Sir John Killigrew (died 5 March 1584) of Arwenack, near Penryn, Cornwall, was the second Governor of Pendennis Castle (1568–1584), appointed by Queen Elizabeth I, as stated on his father's brass in St Budock's Church. He was MP for Lostwithiel in 1563 and twice for the family's pocket borough of Penryn, in 1571 and 1572.

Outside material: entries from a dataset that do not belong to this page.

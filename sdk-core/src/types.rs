//! This module contains common data structures and types used by API request
//! and response types.
//!
//! NOTE: The guidelines in [`sdk_core::models`] should also be followed here:
//!
//! - Simple: minimal nesting, fewer fields
//! - User-facing docs
//! - Document serialization and units
//! - Serialize `null`
//!
//! [`sdk_core::models`]: crate::models

use common::{
    ln::{amount::Amount, hashes::LxTxid},
    time::TimestampMs,
};
use lexe_api_core::types::payments::{
    PaymentCreatedIndex, PaymentDirection, PaymentKind, PaymentStatus,
};
use serde::{Deserialize, Serialize};

/// Information about a payment.
#[derive(Serialize, Deserialize)]
pub struct SdkPayment {
    /// Identifier for this payment.
    pub index: PaymentCreatedIndex,

    /// Application-level payment kind.
    pub kind: PaymentKind,

    /// The payment direction: ["inbound", "outbound"].
    pub direction: PaymentDirection,

    // NOTE: Excluding `invoice` for now as externally-generated invoices are
    // unknown to the node, but perhaps the sidecar could cache / persist it?
    // Invoices will probably also be stored separately from the main payment.
    /*
    /// (Invoice payments only) The BOLT11 invoice used in this payment.
    #[serde(skip_serializing_if = "Option::is_none")]
    pub invoice: Option<Box<LxInvoice>>,
    */

    // TODO(max): Unclear if we'll always have access to the offer_id or offer
    // when we receive an offer payment. Leaving this out until we're more sure.
    /*
    /// (Offer payments only) The id of the BOLT12 offer used in this payment.
    pub offer_id: Option<LxOfferId>,

    /// (Outbound offer payments only) The BOLT12 offer used in this payment.
    /// Until we store offers out-of-line, this is not yet available for
    /// inbound offer payments.
    pub offer: Option<Box<LxOffer>>,
    */
    /// (Onchain payments only) The hex-encoded Bitcoin txid.
    pub txid: Option<LxTxid>,

    /// (Onchain payments only) The hex-encoded txid of the transaction that
    /// spent the outputs spent by this on-chain payment, if one exists.
    pub replacement: Option<LxTxid>,

    /// The amount of this payment.
    ///
    /// - If this is a completed inbound invoice payment, this is the amount we
    ///   received.
    /// - If this is a pending or failed inbound inbound invoice payment, this
    ///   is the amount encoded in our invoice, which may be null.
    /// - For all other payment types, an amount is always included.
    pub amount: Option<Amount>,

    /// The fees for this payment.
    ///
    /// - For outbound Lightning payments, these are the routing fees. If the
    ///   payment is not completed, this value is an estimation only. This
    ///   value reflects the actual fees paid if and only if the payment
    ///   completes.
    /// - For inbound Lightning payments, the routing fees are not paid by us
    ///   (the recipient), but if a JIT channel open was required to facilitate
    ///   this payment, then the on-chain fee is reflected here.
    pub fees: Amount,

    /// The status of this payment: ["pending", "completed", "failed"].
    pub status: PaymentStatus,

    /// The payment status as a human-readable message. These strings are
    /// customized per payment type, e.g. "invoice generated", "timed out"
    pub status_msg: String,

    /// An optional personal note which a user can attach to any payment.
    /// A note can always be added or modified when a payment already exists,
    /// but this may not always be possible at creation time.
    pub note: Option<String>,

    /// If this payment is finalized, meaning it is "completed" or "failed",
    /// this is the time it was finalized, in milliseconds since the UNIX
    /// epoch.
    pub finalized_at: Option<TimestampMs>,
}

His appointment as a commissioner to enquire into piracy notwithstanding, he was himself a notorious pirate and smuggler. It was said of his son John Killigrew (1547–1605), by an opposing litigant, that "He kept not within the compass of the law, as his father now and then, from fear of punishment, did."

==Origins==
===Killigrew family background===
The Killigrew family, influential in Cornish life for several centuries, arose in the parish of St Erme, some five miles north of Truro. There, the placename "Killigrew" signifies "a grove of eagles". Ralph de Killigrew was reputedly a natural son of Richard, Duke of Cornwall by Joan de Vautort, a tradition supposedly exemplified by the spread eagle and bordure bezanté of the Killigrew arms.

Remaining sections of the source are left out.